If each treatment has produced only a few genes with significantly changed expression, and these barely make the two-fold cutoff, we might decide not to proceed with additional experiments, especially if we don’t know what these genes do.

If some ‘interesting’ genes show significant effects, we will probably use an independent method to confirm that they really are induced. This method is real-time (quantitative) PCR. It’s time-consuming and expensive, but it can give more accurate measurements of the amounts of specific RNAs in different samples.

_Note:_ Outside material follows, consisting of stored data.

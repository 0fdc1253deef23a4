//! Interactive prompts.

use console::{style, Term};
use dialoguer::theme::ColorfulTheme;
use dialoguer::Confirm;

use crate::error::{DopplerError, Result};

use super::Prompt;

fn map_dialoguer_err(e: dialoguer::Error) -> DopplerError {
    DopplerError::Io(e.into())
}

/// Dialoguer theme without the default yellow `?` prefix.
fn prompt_theme() -> ColorfulTheme {
    ColorfulTheme {
        prompt_prefix: style("".to_string()),
        ..ColorfulTheme::default()
    }
}

/// Ask a yes/no question on the terminal.
pub fn confirm(prompt: &Prompt, term: &Term) -> Result<bool> {
    Confirm::with_theme(&prompt_theme())
        .with_prompt(&prompt.question)
        .default(prompt.default)
        .interact_on(term)
        .map_err(map_dialoguer_err)
}
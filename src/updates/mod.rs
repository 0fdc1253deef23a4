//! Update checking and self-updating functionality.
//!
//! This module provides:
//! - Semantic version parsing and comparison
//! - Throttling of background version checks
//! - Install script execution and output interpretation
//! - The [`UpdateController`] that drives check, prompt, and install

pub mod controller;
pub mod outcome;
pub mod script;
pub mod throttle;
pub mod version;

pub use controller::{CheckResult, UpdateController, UpdateOutcome, UPDATE_PROMPT_KEY};
pub use outcome::{parse_installed_version, InstallFailure};
pub use script::{ExecutionResult, Invocation, ScriptExecutor};
pub use throttle::{evaluate, CheckDecision, ThrottleInput};
pub use version::{compare_versions, SemanticVersion, VersionParseError, PROGRAM_VERSION};
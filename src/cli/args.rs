//! CLI argument definitions.
//!
//! This module defines all CLI arguments using clap's derive macros.
//! The main entry point is the [`Cli`] struct.

use clap::{ArgAction, Args, Parser, Subcommand};
use clap_complete::Shell;
use std::path::PathBuf;
use std::time::Duration;

use crate::config::{
    version_check_enabled_by_env, ConfigFile, Settings, VERSION_CHECK_ENV,
};
use crate::updates::version::{is_development, PROGRAM_VERSION};

/// The official Doppler CLI.
#[derive(Debug, Parser)]
#[command(name = "doppler")]
#[command(long_about = None)]
#[command(version = PROGRAM_VERSION, disable_version_flag = true)]
pub struct Cli {
    /// Config file
    #[arg(long, global = true, value_name = "PATH")]
    pub configuration: Option<PathBuf>,

    /// Output json
    #[arg(long, global = true)]
    pub json: bool,

    /// Output additional information
    #[arg(long, global = true)]
    pub debug: bool,

    /// Max time to wait for a response (e.g. 500ms, 10s, 2m)
    #[arg(long, global = true, default_value = "10s", value_parser = parse_duration)]
    pub timeout: Duration,

    /// Disable http timeout
    #[arg(long, global = true)]
    pub no_timeout: bool,

    /// Don't verify the validity of TLS certificates on HTTP requests (not recommended)
    #[arg(long, global = true)]
    pub no_verify_tls: bool,

    /// Don't check for new CLI versions
    #[arg(long, global = true)]
    pub no_check_version: bool,

    /// Get the version of the Doppler CLI
    #[arg(short = 'v', long, action = ArgAction::Version)]
    pub version: Option<bool>,

    #[command(subcommand)]
    pub command: Option<Commands>,
}

/// Available subcommands.
#[derive(Debug, Subcommand)]
pub enum Commands {
    /// Update the Doppler CLI
    Update(UpdateArgs),

    /// View the CLI's changelog
    Changelog(ChangelogArgs),

    /// Generate shell completion scripts
    Completion(CompletionArgs),
}

/// Arguments for `doppler update`.
#[derive(Debug, Clone, Default, Args)]
pub struct UpdateArgs {
    /// Install the latest CLI regardless of whether there's an update available
    #[arg(short, long)]
    pub force: bool,
}

/// Arguments for `doppler changelog`.
#[derive(Debug, Clone, Args)]
pub struct ChangelogArgs {
    /// Number of releases to display
    #[arg(short, long, default_value_t = 5)]
    pub number: usize,
}

impl Default for ChangelogArgs {
    fn default() -> Self {
        Self { number: 5 }
    }
}

/// Arguments for `doppler completion`.
#[derive(Debug, Clone, Args)]
pub struct CompletionArgs {
    /// Shell to generate completions for
    #[arg(value_enum)]
    pub shell: Shell,
}

impl Cli {
    /// Full command path, e.g. `doppler update`.
    pub fn command_path(&self) -> String {
        match &self.command {
            Some(Commands::Update(_)) => "doppler update".to_string(),
            Some(Commands::Changelog(_)) => "doppler changelog".to_string(),
            Some(Commands::Completion(_)) => "doppler completion".to_string(),
            None => "doppler".to_string(),
        }
    }

    /// Resolve runtime settings from flags and the environment.
    pub fn settings(&self) -> Settings {
        let env = std::env::var(VERSION_CHECK_ENV).ok();
        self.settings_with_env(env.as_deref())
    }

    fn settings_with_env(&self, version_check_env: Option<&str>) -> Settings {
        Settings {
            debug: self.debug,
            json: self.json,
            timeout: (!self.no_timeout).then_some(self.timeout),
            verify_tls: !self.no_verify_tls,
            perform_version_check: !self.no_check_version
                && version_check_enabled_by_env(version_check_env),
            development: is_development(),
            config_path: self
                .configuration
                .clone()
                .unwrap_or_else(ConfigFile::default_path),
        }
    }
}

/// Parse a duration like `500ms`, `10s`, `2m`, `1h`, or bare seconds.
pub fn parse_duration(input: &str) -> Result<Duration, String> {
    let input = input.trim();
    let split = input
        .find(|c: char| !c.is_ascii_digit())
        .unwrap_or(input.len());
    let (digits, unit) = input.split_at(split);

    let value: u64 = digits
        .parse()
        .map_err(|_| format!("invalid duration '{}'", input))?;

    let seconds = |multiplier: u64| {
        value
            .checked_mul(multiplier)
            .map(Duration::from_secs)
            .ok_or_else(|| format!("invalid duration '{}' (too large)", input))
    };

    match unit {
        "ms" => Ok(Duration::from_millis(value)),
        "" | "s" => Ok(Duration::from_secs(value)),
        "m" => seconds(60),
        "h" => seconds(3600),
        _ => Err(format!(
            "invalid duration '{}' (expected a unit of ms, s, m, or h)",
            input
        )),
    }
}
//! Semantic versions and the running program version.

use std::cmp::Ordering;
use std::fmt;
use std::str::FromStr;

use thiserror::Error;

/// Version of the running binary.
///
/// Release builds set `DOPPLER_CLI_VERSION` at compile time; everything else
/// reports the crate version.
pub const PROGRAM_VERSION: &str = match option_env!("DOPPLER_CLI_VERSION") {
    Some(version) => version,
    None => env!("CARGO_PKG_VERSION"),
};

/// Whether this binary is a development build.
///
/// Development builds never check for updates.
pub fn is_development() -> bool {
    option_env!("DOPPLER_CLI_VERSION").is_none() && cfg!(debug_assertions)
}

/// A version string that is not exactly `major.minor.patch`.
#[derive(Debug, Clone, PartialEq, Eq, Error)]
#[error("invalid semantic version '{input}'")]
pub struct VersionParseError {
    input: String,
}

/// A `major.minor.patch` release version.
///
/// Pre-release and build metadata are not supported.
#[derive(Debug, Clone, Copy, PartialEq, Eq, Hash, PartialOrd, Ord)]
pub struct SemanticVersion {
    major: u64,
    minor: u64,
    patch: u64,
}

impl SemanticVersion {
    pub fn new(major: u64, minor: u64, patch: u64) -> Self {
        Self {
            major,
            minor,
            patch,
        }
    }

    /// Parse a strict `\d+\.\d+\.\d+` string.
    ///
    /// Leading zeros (`01.2.3`) are rejected.
    pub fn parse(input: &str) -> Result<Self, VersionParseError> {
        let err = || VersionParseError {
            input: input.to_string(),
        };

        let mut parts = input.split('.');
        let mut next = || -> Result<u64, VersionParseError> {
            let part = parts.next().ok_or_else(err)?;
            if part.is_empty()
                || !part.bytes().all(|b| b.is_ascii_digit())
                || (part.len() > 1 && part.starts_with('0'))
            {
                return Err(err());
            }
            part.parse().map_err(|_| err())
        };

        let major = next()?;
        let minor = next()?;
        let patch = next()?;

        if parts.next().is_some() {
            return Err(err());
        }

        Ok(Self::new(major, minor, patch))
    }

    pub fn major(&self) -> u64 {
        self.major
    }

    pub fn minor(&self) -> u64 {
        self.minor
    }

    pub fn patch(&self) -> u64 {
        self.patch
    }
}

impl FromStr for SemanticVersion {
    type Err = VersionParseError;

    fn from_str(s: &str) -> Result<Self, Self::Err> {
        Self::parse(s)
    }
}

impl fmt::Display for SemanticVersion {
    fn fmt(&self, f: &mut fmt::Formatter<'_>) -> fmt::Result {
        write!(f, "{}.{}.{}", self.major, self.minor, self.patch)
    }
}

/// Compare two version strings.
///
/// `Ordering as i8` gives the conventional -1/0/1.
pub fn compare_versions(a: &str, b: &str) -> Result<Ordering, VersionParseError> {
    let a = SemanticVersion::parse(a)?;
    let b = SemanticVersion::parse(b)?;
    Ok(a.cmp(&b))
}
//! Turns the PDFs in one folder into markdown files in another, ready for
//! the document store.

use std::fs;
use std::panic::{self, AssertUnwindSafe};
use std::path::{Path, PathBuf};

use rayon::prelude::*;
use shared::types::{RagError, Result};
use shared::utils::is_pdf_file;
use tracing::{info, warn};

#[derive(Debug, Clone, PartialEq)]
pub struct ConvertedFile {
    pub source: PathBuf,
    pub output: PathBuf,
    pub bytes: usize,
}

#[derive(Debug, Default)]
pub struct ConversionReport {
    pub converted: Vec<ConvertedFile>,
    pub failed: Vec<RagError>,
}

impl ConversionReport {
    pub fn is_empty(&self) -> bool {
        self.converted.is_empty() && self.failed.is_empty()
    }
}

pub struct PdfConverter {
    input_dir: PathBuf,
    output_dir: PathBuf,
}

impl PdfConverter {
    pub fn new(input_dir: impl Into<PathBuf>, output_dir: impl Into<PathBuf>) -> Self {
        Self {
            input_dir: input_dir.into(),
            output_dir: output_dir.into(),
        }
    }

    /// `*.pdf` files directly inside the input folder, sorted by name.
    pub fn find_pdfs(&self) -> Result<Vec<PathBuf>> {
        if !self.input_dir.is_dir() {
            return Err(RagError::Conversion {
                path: self.input_dir.clone(),
                message: "PDF folder does not exist".to_string(),
            });
        }
        let mut pdfs: Vec<PathBuf> = fs::read_dir(&self.input_dir)?
            .filter_map(|entry| entry.ok().map(|e| e.path()))
            .filter(|path| path.is_file() && is_pdf_file(path))
            .collect();
        pdfs.sort();
        Ok(pdfs)
    }

    /// Convert every PDF, writing `<stem>.md` into the output folder.
    /// One bad file does not stop the others.
    pub fn convert_all(&self) -> Result<ConversionReport> {
        let pdfs = self.find_pdfs()?;
        if pdfs.is_empty() {
            warn!(dir = %self.input_dir.display(), "no PDF files found");
            return Ok(ConversionReport::default());
        }
        fs::create_dir_all(&self.output_dir)?;

        let outcomes: Vec<Result<ConvertedFile>> =
            pdfs.par_iter().map(|pdf| self.convert_file(pdf)).collect();

        let mut report = ConversionReport::default();
        for outcome in outcomes {
            match outcome {
                Ok(file) => {
                    info!(source = %file.source.display(), bytes = file.bytes, "converted");
                    report.converted.push(file);
                }
                Err(e) => {
                    warn!(error = %e, "conversion failed");
                    report.failed.push(e);
                }
            }
        }
        Ok(report)
    }

    pub fn convert_file(&self, pdf: &Path) -> Result<ConvertedFile> {
        let failed = |message: String| RagError::Conversion {
            path: pdf.to_path_buf(),
            message,
        };
        // pdf-extract panics on some malformed files.
        let extracted = panic::catch_unwind(AssertUnwindSafe(|| pdf_extract::extract_text(pdf)))
            .map_err(|_| failed("PDF parser crashed on this file".to_string()))?
            .map_err(|e| failed(e.to_string()))?;

        let stem = pdf
            .file_stem()
            .map(|s| s.to_string_lossy().into_owned())
            .ok_or_else(|| failed("file has no name".to_string()))?;
        let markdown = to_markdown(&stem, &extracted);
        if markdown.trim().is_empty() {
            return Err(failed("no extractable text (scanned PDF?)".to_string()));
        }

        let output = self.output_dir.join(format!("{stem}.md"));
        fs::write(&output, &markdown).map_err(|e| failed(e.to_string()))?;
        Ok(ConvertedFile {
            source: pdf.to_path_buf(),
            output,
            bytes: markdown.len(),
        })
    }
}

/// Page breaks become paragraph breaks, trailing spaces go, and runs of
/// blank lines collapse to one. The file stem becomes the title.
pub fn to_markdown(title: &str, extracted: &str) -> String {
    let normalized = extracted.replace('\u{c}', "\n\n");
    let mut body = String::with_capacity(normalized.len());
    let mut blank_run = 0;
    for line in normalized.lines() {
        let line = line.trim_end();
        if line.is_empty() {
            blank_run += 1;
            if blank_run > 1 {
                continue;
            }
        } else {
            blank_run = 0;
        }
        body.push_str(line);
        body.push('\n');
    }
    let body = body.trim();
    if body.is_empty() {
        return String::new();
    }
    format!("# {title}\n\n{body}\n")
}
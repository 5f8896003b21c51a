use std::sync::Arc;

use domain::models::{Chunk, Embedding};
use domain::ports::EmbeddingService;
use futures::stream::{self, StreamExt};
use shared::telemetry::Telemetry;
use shared::types::{RagError, Result};
use tracing::{debug, info};

const DEFAULT_BATCH_SIZE: usize = 32;
const DEFAULT_CONCURRENCY: usize = 4;

/// Batches chunk texts through an [`EmbeddingService`], keeping input order.
#[derive(Clone)]
pub struct Embedder {
    service: Arc<dyn EmbeddingService>,
    batch_size: usize,
    concurrency: usize,
}

impl Embedder {
    pub fn new(service: Arc<dyn EmbeddingService>) -> Self {
        Self {
            service,
            batch_size: DEFAULT_BATCH_SIZE,
            concurrency: DEFAULT_CONCURRENCY,
        }
    }

    pub fn with_batching(mut self, batch_size: usize, concurrency: usize) -> Self {
        self.batch_size = batch_size.max(1);
        self.concurrency = concurrency.max(1);
        self
    }

    pub fn model_name(&self) -> &str {
        self.service.model_name()
    }

    /// Embed a single query string.
    pub async fn embed_query(&self, text: &str) -> Result<Vec<f32>> {
        let vector = self.service.embed(text).await?;
        if vector.is_empty() {
            return Err(RagError::ServiceUnavailable {
                endpoint: self.model_name().to_string(),
                message: "returned an empty embedding".to_string(),
            });
        }
        Ok(vector)
    }

    /// Embed every chunk. Vectors come back in chunk order and share one
    /// dimensionality, or the whole call fails.
    pub async fn generate_embeddings(&self, chunks: Vec<Chunk>) -> Result<Vec<Embedding>> {
        let total = chunks.len();
        let telemetry = Telemetry::new();
        let mut vectors: Vec<Vec<f32>> = Vec::with_capacity(total);
        {
            let service = self.service.as_ref();
            let mut batches = stream::iter(chunks.chunks(self.batch_size).map(|batch| async move {
                let texts: Vec<&str> = batch.iter().map(|c| c.text.as_str()).collect();
                let vectors = service.embed_batch(&texts).await?;
                if vectors.len() != batch.len() {
                    return Err(RagError::ServiceUnavailable {
                        endpoint: service.model_name().to_string(),
                        message: format!("returned {} embeddings for {} inputs", vectors.len(), batch.len()),
                    });
                }
                Ok(vectors)
            }))
            .buffered(self.concurrency);

            while let Some(batch) = batches.next().await {
                vectors.extend(batch?);
                debug!(done = vectors.len(), total, "embedded batch");
            }
        }

        let dimensions = vectors.first().map(Vec::len).unwrap_or(0);
        if total > 0 && dimensions == 0 {
            return Err(RagError::ServiceUnavailable {
                endpoint: self.model_name().to_string(),
                message: "returned an empty embedding".to_string(),
            });
        }
        if let Some(odd) = vectors.iter().find(|v| v.len() != dimensions) {
            return Err(RagError::DimensionMismatch {
                expected: dimensions,
                actual: odd.len(),
            });
        }

        info!(
            chunks = total,
            dimensions,
            model = self.model_name(),
            secs = telemetry.elapsed_secs(),
            "embedded chunks"
        );
        Ok(chunks
            .into_iter()
            .zip(vectors)
            .map(|(chunk, vector)| Embedding { chunk, vector })
            .collect())
    }
}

And if the results are promising we’ll go on to do more microarray analysis, this time using cells carrying mutations that make them resistant to the harmful effects of high doses of these antibiotics. We suspect that these cells will respond differently to the low doses we’re tested on normal cells. Because a lot is known about how such resistance mutations act, their effects on low-dose responses will help us understand how the low doses exert their effects, and the significance of these effects for antibiotics used to treat infections.

(I'm away from the lab for a few days; I wrote this and the next two posts on the plane. They can fill the gap until I get back.)